++++ DATASET EXTRACT

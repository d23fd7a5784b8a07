mod common;

use anyhow::Result;
use rust_decimal::Decimal;
use sqlx::PgPool;
use uuid::Uuid;

use obe_api::database::models::cpl::CplInput;
use obe_api::database::models::cpmk::CpmkInput;
use obe_api::database::models::mapping::{CplCpmk, CplMkStatus, MappingPair, PlCpl};
use obe_api::database::models::mata_kuliah::MataKuliahInput;
use obe_api::database::models::profil_lulusan::ProfilLulusanInput;
use obe_api::database::models::{Cpl, Cpmk, MataKuliah, ProfilLulusan};
use obe_api::services::cpl_mk_service::CplMkEntry;
use obe_api::services::{CatalogService, CplMkService, MappingService, ServiceError};
use obe_api::types::TenantScope;

async fn profil(pool: &PgPool, scope: TenantScope) -> Result<Uuid> {
    let row = CatalogService::<ProfilLulusan>::new(pool.clone(), scope)
        .create(
            ProfilLulusanInput {
                kode_pl: Some(common::unique("PL")),
                nama_profil: Some("Software Engineer".into()),
                ..Default::default()
            },
            None,
        )
        .await?;
    Ok(row.id)
}

async fn cpl(pool: &PgPool, scope: TenantScope) -> Result<Uuid> {
    let row = CatalogService::<Cpl>::new(pool.clone(), scope)
        .create(
            CplInput {
                kode_cpl: Some(common::unique("CPL")),
                kategori: Some("pengetahuan".into()),
                sumber: Some("KKNI".into()),
                ..Default::default()
            },
            None,
        )
        .await?;
    Ok(row.id)
}

async fn mata_kuliah(pool: &PgPool, scope: TenantScope) -> Result<Uuid> {
    let row = CatalogService::<MataKuliah>::new(pool.clone(), scope)
        .create(
            MataKuliahInput {
                kode_mk: Some(common::unique("MK")),
                nama_mk: Some("Basis Data".into()),
                sks: Some(3),
                semester: Some(3),
                jenis: Some("wajib".into()),
                ..Default::default()
            },
            None,
        )
        .await?;
    Ok(row.id)
}

async fn cpmk(pool: &PgPool, scope: TenantScope, mata_kuliah_id: Uuid, urutan: i32) -> Result<Uuid> {
    let row = CatalogService::<Cpmk>::new(pool.clone(), scope)
        .create(
            CpmkInput {
                mata_kuliah_id: Some(mata_kuliah_id),
                kode_cpmk: Some(common::unique("CPMK")),
                bobot_persen: Some(Decimal::new(25, 0)),
                urutan: Some(urutan),
                ..Default::default()
            },
            None,
        )
        .await?;
    Ok(row.id)
}

fn related(links: &[obe_api::database::models::mapping::MappingLink]) -> Vec<Uuid> {
    let mut ids: Vec<Uuid> = links.iter().map(|l| l.related_id).collect();
    ids.sort();
    ids
}

#[tokio::test]
async fn replace_is_idempotent_and_keeps_surviving_links() -> Result<()> {
    let Some(pool) = common::database().await else { return Ok(()) };
    let scope = TenantScope::ProgramStudi(common::program_studi(&pool).await?);
    let pl = profil(&pool, scope).await?;
    let (c1, c2, c3) = (cpl(&pool, scope).await?, cpl(&pool, scope).await?, cpl(&pool, scope).await?);

    let service = MappingService::new(pool.clone(), scope);
    let table = &PlCpl::TABLE;

    // Duplicates in the request collapse to one link
    let first = service.replace(table, pl, &[c1, c2, c2]).await?;
    let again = service.replace(table, pl, &[c2, c1]).await?;
    let mut expected = vec![c1, c2];
    expected.sort();
    assert_eq!(related(&first), expected);
    assert_eq!(related(&again), expected);

    let kept = first.iter().find(|l| l.related_id == c2).map(|l| l.id);
    let shifted = service.replace(table, pl, &[c2, c3]).await?;
    let mut expected = vec![c2, c3];
    expected.sort();
    assert_eq!(related(&shifted), expected);
    assert_eq!(shifted.iter().find(|l| l.related_id == c2).map(|l| l.id), kept);
    Ok(())
}

#[tokio::test]
async fn related_ids_from_another_program_studi_are_rejected() -> Result<()> {
    let Some(pool) = common::database().await else { return Ok(()) };
    let own = TenantScope::ProgramStudi(common::program_studi(&pool).await?);
    let other = TenantScope::ProgramStudi(common::program_studi(&pool).await?);
    let pl = profil(&pool, own).await?;
    let foreign = cpl(&pool, other).await?;

    let result = MappingService::new(pool.clone(), TenantScope::All)
        .replace(&PlCpl::TABLE, pl, &[foreign])
        .await;
    match result {
        Err(ServiceError::MissingReferences { ids, .. }) => assert_eq!(ids, vec![foreign]),
        other => panic!("expected missing references, got {:?}", other.map(|l| l.len())),
    }
    Ok(())
}

#[tokio::test]
async fn referenced_entities_cannot_be_deleted() -> Result<()> {
    let Some(pool) = common::database().await else { return Ok(()) };
    let scope = TenantScope::ProgramStudi(common::program_studi(&pool).await?);
    let pl = profil(&pool, scope).await?;
    let target = cpl(&pool, scope).await?;

    let mappings = MappingService::new(pool.clone(), scope);
    mappings.replace(&PlCpl::TABLE, pl, &[target]).await?;

    let cpls = CatalogService::<Cpl>::new(pool.clone(), scope);
    match cpls.delete(target).await {
        Err(ServiceError::InUse(message)) => assert!(message.starts_with("Cannot delete CPL")),
        other => panic!("expected in-use refusal, got {:?}", other),
    }
    assert_eq!(cpls.get(target).await?.id, target);

    // Clearing the set releases the reference
    assert!(mappings.replace(&PlCpl::TABLE, pl, &[]).await?.is_empty());
    cpls.delete(target).await?;
    Ok(())
}

#[tokio::test]
async fn cpl_mk_replace_sets_then_clears() -> Result<()> {
    let Some(pool) = common::database().await else { return Ok(()) };
    let scope = TenantScope::ProgramStudi(common::program_studi(&pool).await?);
    let target = cpl(&pool, scope).await?;
    let (mk1, mk2) = (mata_kuliah(&pool, scope).await?, mata_kuliah(&pool, scope).await?);

    let entry = |mata_kuliah_id, status| CplMkEntry {
        mata_kuliah_id,
        status,
        semester_target: Some(3),
        bobot_status: Decimal::ONE,
    };

    let service = CplMkService::new(pool.clone(), scope);
    let rows = service
        .replace(target, &[entry(mk1, CplMkStatus::I), entry(mk2, CplMkStatus::M)])
        .await?;
    assert_eq!(rows.len(), 2);
    assert!(rows.iter().any(|r| r.mata_kuliah_id == mk2 && r.status == CplMkStatus::M));

    let rows = service.replace(target, &[entry(mk2, CplMkStatus::A)]).await?;
    assert_eq!(rows.len(), 1);
    assert_eq!(rows[0].status, CplMkStatus::A);

    assert!(service.replace(target, &[]).await?.is_empty());
    assert!(service.list(Some(target), None).await?.is_empty());
    Ok(())
}

#[tokio::test]
async fn failed_replace_leaves_no_rows() -> Result<()> {
    let Some(pool) = common::database().await else { return Ok(()) };
    let own = TenantScope::ProgramStudi(common::program_studi(&pool).await?);
    let other = TenantScope::ProgramStudi(common::program_studi(&pool).await?);
    let pl = profil(&pool, own).await?;
    let target = cpl(&pool, own).await?;
    let table = &PlCpl::TABLE;
    let everything = MappingService::new(pool.clone(), TenantScope::All);

    let unknown = Uuid::new_v4();
    match everything.replace(table, unknown, &[target]).await {
        Err(ServiceError::MissingReferences { ids, .. }) => assert_eq!(ids, vec![unknown]),
        other => panic!("expected missing anchor, got {:?}", other.map(|l| l.len())),
    }
    assert!(everything.list(table, Some(unknown)).await?.is_empty());

    // The anchor exists but lies outside the caller's program studi
    match MappingService::new(pool.clone(), other).replace(table, pl, &[target]).await {
        Err(ServiceError::MissingReferences { ids, .. }) => assert_eq!(ids, vec![pl]),
        other => panic!("expected missing anchor, got {:?}", other.map(|l| l.len())),
    }
    assert!(everything.list(table, Some(pl)).await?.is_empty());

    // One bad related id rejects the whole set and keeps the old one
    let scoped = MappingService::new(pool.clone(), own);
    scoped.replace(table, pl, &[target]).await?;
    let second = cpl(&pool, own).await?;
    assert!(scoped.replace(table, pl, &[second, Uuid::new_v4()]).await.is_err());
    assert_eq!(related(&everything.list(table, Some(pl)).await?), vec![target]);
    Ok(())
}

#[tokio::test]
async fn cpl_cpmk_replace_spreads_contribution_evenly() -> Result<()> {
    let Some(pool) = common::database().await else { return Ok(()) };
    let scope = TenantScope::ProgramStudi(common::program_studi(&pool).await?);
    let target = cpl(&pool, scope).await?;
    let mk = mata_kuliah(&pool, scope).await?;
    let (a, b, c) = (
        cpmk(&pool, scope, mk, 1).await?,
        cpmk(&pool, scope, mk, 2).await?,
        cpmk(&pool, scope, mk, 3).await?,
    );

    let service = MappingService::new(pool.clone(), scope);
    let table = &CplCpmk::TABLE;

    let links = service.replace(table, target, &[a, b]).await?;
    assert_eq!(links.len(), 2);
    assert!(links.iter().all(|l| l.weight == Some(Decimal::new(50, 0))));

    // Existing links are rewritten too, not only the new one
    let links = service.replace(table, target, &[a, b, c]).await?;
    assert_eq!(links.len(), 3);
    assert!(links.iter().all(|l| l.weight == Some(Decimal::new(3333, 2))));

    let links = service.replace(table, target, &[c]).await?;
    assert_eq!(links.len(), 1);
    assert_eq!(links[0].weight, Some(Decimal::ONE_HUNDRED));
    Ok(())
}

++++++++

**TASK STATEMENT**
Transcribe the opening lines of the listing exactly, please. Stop after the line that contains "use obe_api::database::models::cpmk::CpmkInput;".

**RESULT FOR THIS EXERCISE**
repository d23fd7a5784b8a07
mod common;

use anyhow::Result;
use rust_decimal::Decimal;
use sqlx::PgPool;
use uuid::Uuid;

use obe_api::database::models::cpl::CplInput;
use obe_api::database::models::cpmk::CpmkInput;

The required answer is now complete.